//! Wallet actions: create, import, load, send, airdrop, clear, PIN.
//!
//! Every fallible action records a user-facing message in
//! [`WalletState::error`] and emits [`WalletEvent::Error`] before handing
//! the error back, so a front-end can either match on the result or just
//! re-render from the snapshot.

use parking_lot::RwLock;
use std::sync::Arc;
use std::time::Duration;
use tokio::sync::broadcast;
use tracing::{debug, info, warn};

use super::events::WalletEvent;
use super::state::WalletState;
use crate::chain::{AirdropOutcome, Chain, Confirmation};
use crate::config::{AIRDROP_LAMPORTS, BALANCE_REFRESH_AFTER_AIRDROP, BALANCE_REFRESH_AFTER_SEND};
use crate::crypto::address::{public_key_from_string, Address};
use crate::crypto::keys::{TxSignature, WalletKeypair};
use crate::crypto::mnemonic::{generate_mnemonic, mnemonic_to_seed, RecoveryPhrase, SeedHex};
use crate::crypto::pin::{validate_pin, PinError};
use crate::error::{WalletError, WalletResult};
use crate::storage::{TransactionRecord, TransferStatus, WalletData, WalletDb};
use crate::transaction::AmountError;

/// Capacity of the event channel.
const EVENT_CAPACITY: usize = 64;

struct Inner {
    db: WalletDb,
    chain: Chain,
    state: RwLock<WalletState>,
    events: broadcast::Sender<WalletEvent>,
}

/// Shared handle to the wallet. Cheap to clone; clones see the same state.
#[derive(Clone)]
pub struct WalletStore {
    inner: Arc<Inner>,
}

/// Clears `is_loading` when dropped, so every exit path resets it.
struct Loading<'a>(&'a Inner);

impl<'a> Loading<'a> {
    fn start(inner: &'a Inner) -> Self {
        inner.state.write().is_loading = true;
        Self(inner)
    }
}

impl Drop for Loading<'_> {
    fn drop(&mut self) {
        self.0.state.write().is_loading = false;
    }
}

impl WalletStore {
    pub fn new(db: WalletDb, chain: Chain) -> Self {
        let (events, _) = broadcast::channel(EVENT_CAPACITY);
        Self {
            inner: Arc::new(Inner {
                db,
                chain,
                state: RwLock::new(WalletState::default()),
                events,
            }),
        }
    }

    pub fn db(&self) -> &WalletDb {
        &self.inner.db
    }

    pub fn chain(&self) -> &Chain {
        &self.inner.chain
    }

    /// A copy of the current state.
    pub fn snapshot(&self) -> WalletState {
        self.inner.state.read().clone()
    }

    pub fn subscribe(&self) -> broadcast::Receiver<WalletEvent> {
        self.inner.events.subscribe()
    }

    pub fn set_error(&self, error: Option<String>) {
        self.inner.state.write().error = error;
    }

    pub fn set_loading(&self, loading: bool) {
        self.inner.state.write().is_loading = loading;
    }

    // -- Internals ----------------------------------------------------------

    fn emit(&self, event: WalletEvent) {
        // No subscribers is fine.
        let _ = self.inner.events.send(event);
    }

    /// Records `err` as the current error and passes it through.
    fn fail(&self, err: WalletError) -> WalletError {
        let message = err.to_string();
        warn!(error = %message, "wallet operation failed");
        self.inner.state.write().error = Some(message.clone());
        self.emit(WalletEvent::Error { message });
        err
    }

    fn loaded_account(&self) -> WalletResult<(Address, SeedHex)> {
        let state = self.inner.state.read();
        match (&state.public_key, &state.seed) {
            (Some(address), Some(seed)) => Ok((*address, seed.clone())),
            _ => Err(WalletError::NotLoaded),
        }
    }

    fn schedule_refresh(&self, delay: Duration) {
        let store = self.clone();
        tokio::spawn(async move {
            tokio::time::sleep(delay).await;
            if let Err(e) = store.refresh_balance().await {
                debug!(error = %e, "scheduled balance refresh failed");
            }
        });
    }

    /// Persists a fresh wallet from `phrase` and makes it current.
    fn install(&self, phrase: RecoveryPhrase, imported: bool) -> WalletResult<Address> {
        if self.inner.db.is_wallet_created()? {
            return Err(WalletError::AlreadyExists);
        }
        let seed = mnemonic_to_seed(&phrase);
        let address = WalletKeypair::account_from_seed(seed.as_str())?.address();

        self.inner.db.save_wallet_data(&WalletData {
            mnemonic: phrase.clone(),
            seed: seed.clone(),
            public_key: address,
        })?;

        {
            let mut state = self.inner.state.write();
            state.is_wallet_created = true;
            state.mnemonic = Some(phrase);
            state.seed = Some(seed);
            state.public_key = Some(address);
            state.balance = 0;
            state.balance_known = false;
            state.error = None;
        }
        info!(%address, imported, "wallet created");
        self.emit(WalletEvent::WalletCreated { address, imported });
        Ok(address)
    }

    // -- Wallet lifecycle ---------------------------------------------------

    /// Generates a new 24-word wallet, persists it, and returns the phrase
    /// so it can be shown for backup.
    ///
    /// The balance is fetched right away. As with [`load_wallet`](Self::load_wallet),
    /// a failed fetch is recorded in the state but does not fail the call.
    pub async fn create_wallet(&self) -> WalletResult<RecoveryPhrase> {
        let _loading = Loading::start(&self.inner);
        let phrase = generate_mnemonic();
        self.install(phrase.clone(), false)
            .map_err(|e| self.fail(e))?;
        let _ = self.refresh_balance().await;
        Ok(phrase)
    }

    /// Restores a wallet from an existing recovery phrase and fetches its
    /// balance, which for a restored account is usually not zero.
    pub async fn import_wallet(&self, phrase: &str) -> WalletResult<Address> {
        let _loading = Loading::start(&self.inner);
        let phrase = RecoveryPhrase::parse(phrase).map_err(|e| self.fail(e.into()))?;
        let address = self.install(phrase, true).map_err(|e| self.fail(e))?;
        let _ = self.refresh_balance().await;
        Ok(address)
    }

    /// Loads the persisted wallet, if any, then fetches its balance.
    ///
    /// Returns `Ok(false)` when no wallet exists. A failed balance fetch
    /// is recorded in the state but does not fail the load.
    pub async fn load_wallet(&self) -> WalletResult<bool> {
        let address = {
            let _loading = Loading::start(&self.inner);
            let data = self
                .inner
                .db
                .get_wallet_data()
                .map_err(|e| self.fail(e.into()))?;
            let is_pin_set = self.inner.db.is_pin_set().map_err(|e| self.fail(e.into()))?;

            let mut state = self.inner.state.write();
            state.is_pin_set = is_pin_set;
            let Some(data) = data else {
                state.is_wallet_created = false;
                return Ok(false);
            };
            let address = data.public_key;
            state.is_wallet_created = true;
            state.mnemonic = Some(data.mnemonic);
            state.seed = Some(data.seed);
            state.public_key = Some(address);
            state.balance_known = false;
            address
        };

        info!(%address, "wallet loaded");
        self.emit(WalletEvent::WalletLoaded { address });
        // `refresh_balance` already recorded the failure.
        let _ = self.refresh_balance().await;
        Ok(true)
    }

    /// Re-fetches the balance of the loaded wallet.
    pub async fn refresh_balance(&self) -> WalletResult<u64> {
        let (address, _) = self.loaded_account()?;
        let lamports = self
            .inner
            .chain
            .get_balance(&address)
            .await
            .map_err(|e| self.fail(e))?;
        {
            let mut state = self.inner.state.write();
            state.balance = lamports;
            state.balance_known = true;
        }
        self.emit(WalletEvent::BalanceUpdated { lamports });
        Ok(lamports)
    }

    /// Removes the wallet from storage and memory. Device settings stay.
    pub async fn clear_wallet(&self) -> WalletResult<()> {
        let _loading = Loading::start(&self.inner);
        self.inner
            .db
            .clear_wallet_data()
            .map_err(|e| self.fail(e.into()))?;
        {
            let mut state = self.inner.state.write();
            *state = WalletState {
                is_loading: true,
                ..WalletState::default()
            };
        }
        info!("wallet cleared");
        self.emit(WalletEvent::WalletCleared);
        Ok(())
    }

    // -- Transfers ----------------------------------------------------------

    /// Sends `lamports` to `to` and waits for confirmation.
    ///
    /// The amount is checked against the cached balance, fetched first if
    /// the last fetch failed. The network fee is left to the cluster to
    /// enforce.
    ///
    /// The history record is marked `Failed` only when the cluster reports
    /// an execution error. A timeout or RPC error while confirming leaves
    /// it `Pending`: the transfer may still land.
    pub async fn send_transaction(&self, to: &str, lamports: u64) -> WalletResult<TxSignature> {
        let (from, seed) = self.loaded_account()?;
        let to = public_key_from_string(to).map_err(|e| self.fail(e.into()))?;
        if lamports == 0 {
            return Err(self.fail(AmountError::NotPositive.into()));
        }
        let cached = self.inner.state.read().known_balance();
        let available = match cached {
            Some(lamports) => lamports,
            // `refresh_balance` records its own failure.
            None => self.refresh_balance().await?,
        };
        if lamports > available {
            return Err(self.fail(WalletError::InsufficientFunds {
                requested: lamports,
                available,
            }));
        }

        let _loading = Loading::start(&self.inner);
        let chain = &self.inner.chain;
        let signature = chain
            .submit_transfer(&seed, &from, &to, lamports)
            .await
            .map_err(|e| self.fail(e))?;
        self.record(&TransactionRecord::send(signature, from, to, lamports));

        let outcome = chain.confirm_transaction(&signature).await;
        match &outcome {
            Ok(Confirmation::Confirmed) => self.update_record(&signature, TransferStatus::Confirmed),
            Ok(Confirmation::Failed(_)) => self.update_record(&signature, TransferStatus::Failed),
            Err(e) => debug!(%signature, error = %e, "transfer left pending"),
        }

        match outcome {
            Ok(Confirmation::Confirmed) => {
                self.inner.state.write().error = None;
                self.emit(WalletEvent::TransactionSent {
                    signature,
                    to,
                    lamports,
                });
                self.schedule_refresh(BALANCE_REFRESH_AFTER_SEND);
                Ok(signature)
            }
            Ok(Confirmation::Failed(reason)) => Err(self.fail(WalletError::TransactionFailed(reason))),
            Err(e) => Err(self.fail(e)),
        }
    }

    /// Requests one SOL from the faucet. `Ok(false)` if the faucet
    /// transaction failed on-chain.
    pub async fn request_airdrop(&self) -> WalletResult<bool> {
        let (address, _) = self.loaded_account()?;
        let _loading = Loading::start(&self.inner);

        let outcome = self
            .inner
            .chain
            .request_airdrop(&address)
            .await
            .map_err(|e| self.fail(e))?;

        match outcome {
            AirdropOutcome::Confirmed(signature) => {
                let mut record = TransactionRecord::airdrop(signature, address, AIRDROP_LAMPORTS);
                record.status = TransferStatus::Confirmed;
                self.record(&record);
                self.inner.state.write().error = None;
                self.emit(WalletEvent::AirdropCompleted {
                    signature,
                    lamports: AIRDROP_LAMPORTS,
                });
                self.schedule_refresh(BALANCE_REFRESH_AFTER_AIRDROP);
                Ok(true)
            }
            AirdropOutcome::Failed { signature, reason } => {
                let mut record = TransactionRecord::airdrop(signature, address, AIRDROP_LAMPORTS);
                record.status = TransferStatus::Failed;
                self.record(&record);
                let _ = self.fail(WalletError::TransactionFailed(format!("airdrop failed: {reason}")));
                Ok(false)
            }
        }
    }

    /// History is best-effort: a storage hiccup must not fail a transfer
    /// that already reached the cluster.
    fn record(&self, record: &TransactionRecord) {
        if let Err(e) = self.inner.db.put_transaction(record) {
            warn!(signature = %record.signature, error = %e, "could not record transaction");
        }
    }

    fn update_record(&self, signature: &TxSignature, status: TransferStatus) {
        if let Err(e) = self.inner.db.update_status(signature, status) {
            warn!(%signature, error = %e, "could not update transaction status");
        }
    }

    pub fn transactions(&self) -> WalletResult<Vec<TransactionRecord>> {
        Ok(self.inner.db.list_transactions()?)
    }

    // -- PIN ----------------------------------------------------------------

    /// Sets the PIN. `confirm` is the second entry and must match.
    pub fn set_pin(&self, pin: &str, confirm: &str) -> WalletResult<()> {
        validate_pin(pin).map_err(|e| self.fail(e.into()))?;
        if pin != confirm {
            return Err(self.fail(PinError::Mismatch.into()));
        }
        self.inner
            .db
            .save_pin_code(pin)
            .map_err(|e| self.fail(e.into()))?;
        self.inner.state.write().is_pin_set = true;
        info!("PIN set");
        Ok(())
    }

    /// Checks `pin` against the stored hash.
    pub fn verify_pin(&self, pin: &str) -> WalletResult<bool> {
        if !self.inner.db.is_pin_set()? {
            return Err(self.fail(WalletError::PinNotSet));
        }
        Ok(self.inner.db.verify_pin_code(pin)?)
    }

    /// The recovery phrase, released only for the correct PIN.
    pub fn reveal_mnemonic(&self, pin: &str) -> WalletResult<RecoveryPhrase> {
        let phrase = self
            .inner
            .state
            .read()
            .mnemonic
            .clone()
            .ok_or(WalletError::NotLoaded)?;
        if !self.verify_pin(pin)? {
            return Err(self.fail(WalletError::IncorrectPin));
        }
        Ok(phrase)
    }
}

// ---------------------------------------------------------------------------
// Tests
// ---------------------------------------------------------------------------
//! # Key Management
//!
//! Ed25519 keypairs for wallet accounts, and the signatures they produce.
//!
//! A wallet account is derived the simple way: BIP-39 seed, first 32
//! bytes, straight into Ed25519 as the secret seed. No BIP-44 path. That
//! keeps addresses compatible with wallets created by earlier versions of
//! the app, which stored exactly this derivation.
//!
//! ## Security considerations
//!
//! - `WalletKeypair` does not implement `Serialize`. Exporting a secret
//!   is an explicit call, never a side effect of serializing a struct.
//! - Key bytes are never logged, and `Debug` only prints the address.

use solana_keypair::{keypair_from_seed, Keypair};
use solana_signer::Signer;
use std::fmt;
use thiserror::Error;
use zeroize::Zeroize;

use super::address::Address;
use crate::config::SECRET_SEED_LENGTH;

/// A 64-byte Ed25519 signature. On Solana the first signature of a
/// transaction doubles as its ID, so this is also the "transaction hash"
/// the user sees, in base58.
pub use solana_signature::Signature as TxSignature;

/// Errors that can occur during key operations.
///
/// Deliberately vague about the bytes involved.
#[derive(Debug, Error, PartialEq, Eq)]
pub enum KeyError {
    #[error("seed is not valid hex")]
    InvalidSeedHex,

    #[error("seed too short: need at least {SECRET_SEED_LENGTH} bytes, got {0}")]
    SeedTooShort(usize),
}

/// An account keypair.
pub struct WalletKeypair {
    keypair: Keypair,
}

impl WalletKeypair {
    /// Fresh random keypair from the OS RNG.
    pub fn generate() -> Self {
        Self {
            keypair: Keypair::new(),
        }
    }

    /// Keypair from raw secret seed bytes. Only the first 32 are used.
    pub fn from_seed(seed: &[u8]) -> Result<Self, KeyError> {
        if seed.len() < SECRET_SEED_LENGTH {
            return Err(KeyError::SeedTooShort(seed.len()));
        }
        let keypair = keypair_from_seed(seed).map_err(|_| KeyError::SeedTooShort(seed.len()))?;
        Ok(Self { keypair })
    }

    /// Derives the account keypair from a stored wallet seed.
    ///
    /// `seed_hex` is the persisted BIP-39 seed: lowercase hex, optionally
    /// `0x`-prefixed. Only its first 32 bytes are used.
    pub fn account_from_seed(seed_hex: &str) -> Result<Self, KeyError> {
        let trimmed = seed_hex.trim();
        let digits = trimmed.strip_prefix("0x").unwrap_or(trimmed);
        let mut bytes = hex::decode(digits).map_err(|_| KeyError::InvalidSeedHex)?;
        let keypair = Self::from_seed(&bytes);
        bytes.zeroize();
        keypair
    }

    /// The account address (public key).
    pub fn address(&self) -> Address {
        self.keypair.pubkey()
    }

    /// The SDK keypair, for signing transactions.
    pub fn keypair(&self) -> &Keypair {
        &self.keypair
    }

    /// Signs `message`. Deterministic for a given key and message.
    pub fn sign(&self, message: &[u8]) -> TxSignature {
        self.keypair.sign_message(message)
    }

    pub fn verify(&self, message: &[u8], signature: &TxSignature) -> bool {
        signature.verify(self.address().as_ref(), message)
    }
}

impl Clone for WalletKeypair {
    fn clone(&self) -> Self {
        Self {
            keypair: self.keypair.insecure_clone(),
        }
    }
}

impl fmt::Debug for WalletKeypair {
    fn fmt(&self, f: &mut fmt::Formatter<'_>) -> fmt::Result {
        write!(f, "WalletKeypair(pub={})", self.address())
    }
}

impl PartialEq for WalletKeypair {
    /// Compares public halves only.
    fn eq(&self, other: &Self) -> bool {
        self.address() == other.address()
    }
}

impl Eq for WalletKeypair {}
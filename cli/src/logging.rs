//! # Structured Logging
//!
//! Initializes the `tracing` subscriber with configurable format (JSON or
//! pretty-printed) and environment-based filtering via `RUST_LOG`.
//!
//! All log output is written to stderr so that stdout stays clean for what
//! the wallet prints: addresses, payment URIs, signatures.

use clap::ValueEnum;
use tracing_subscriber::{fmt, layer::SubscriberExt, util::SubscriberInitExt, EnvFilter};

/// Log output format.
#[derive(Debug, Clone, Copy, PartialEq, Eq, ValueEnum)]
pub enum LogFormat {
    /// Human-readable output.
    Pretty,
    /// One JSON object per line.
    Json,
}

/// Initialize the global tracing subscriber.
///
/// Call this exactly once, early in `main()`.
///
/// `RUST_LOG` overrides `default_level` when set, e.g.
///
/// ```text
/// RUST_LOG=cryptonow_core=debug
/// ```
pub fn init_logging(default_level: &str, format: LogFormat) {
    let env_filter =
        EnvFilter::try_from_default_env().unwrap_or_else(|_| EnvFilter::new(default_level));

    match format {
        LogFormat::Pretty => {
            tracing_subscriber::registry()
                .with(env_filter)
                .with(
                    fmt::layer()
                        .with_writer(std::io::stderr)
                        .with_target(true)
                        .with_file(false)
                        .with_line_number(false),
                )
                .init();
        }
        LogFormat::Json => {
            tracing_subscriber::registry()
                .with(env_filter)
                .with(fmt::layer().json().with_writer(std::io::stderr).with_target(true))
                .init();
        }
    }

    tracing::debug!(?format, "logging initialized");
}
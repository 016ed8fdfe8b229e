//! The wallet state snapshot.

use crate::crypto::address::Address;
use crate::crypto::mnemonic::{RecoveryPhrase, SeedHex};
use crate::transaction::lamports_to_sol;

/// Everything a screen needs to render the wallet.
///
/// `Debug` is safe to log: the phrase and seed types redact themselves.
#[derive(Debug, Clone, Default, PartialEq, Eq)]
pub struct WalletState {
    pub is_wallet_created: bool,
    pub mnemonic: Option<RecoveryPhrase>,
    pub seed: Option<SeedHex>,
    pub public_key: Option<Address>,
    /// Last fetched balance, in lamports. Zero until a fetch succeeds.
    pub balance: u64,
    /// Whether `balance` came from the cluster for the current wallet.
    pub balance_known: bool,
    pub is_loading: bool,
    /// Message from the last failed operation.
    pub error: Option<String>,
    pub is_pin_set: bool,
}

impl WalletState {
    pub fn balance_sol(&self) -> f64 {
        lamports_to_sol(self.balance)
    }

    /// The cached balance, or `None` if it was never fetched.
    pub fn known_balance(&self) -> Option<u64> {
        self.balance_known.then_some(self.balance)
    }

    /// Whether wallet material is in memory and usable for signing.
    pub fn is_loaded(&self) -> bool {
        self.public_key.is_some() && self.seed.is_some()
    }
}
•••••
*Problem statement*: All lines above that contain "left" are required in the answer.

*Answer for this exercise*:
    /// the last fetch failed. The network fee is left to the cluster to
            Err(e) => debug!(%signature, error = %e, "transfer left pending"),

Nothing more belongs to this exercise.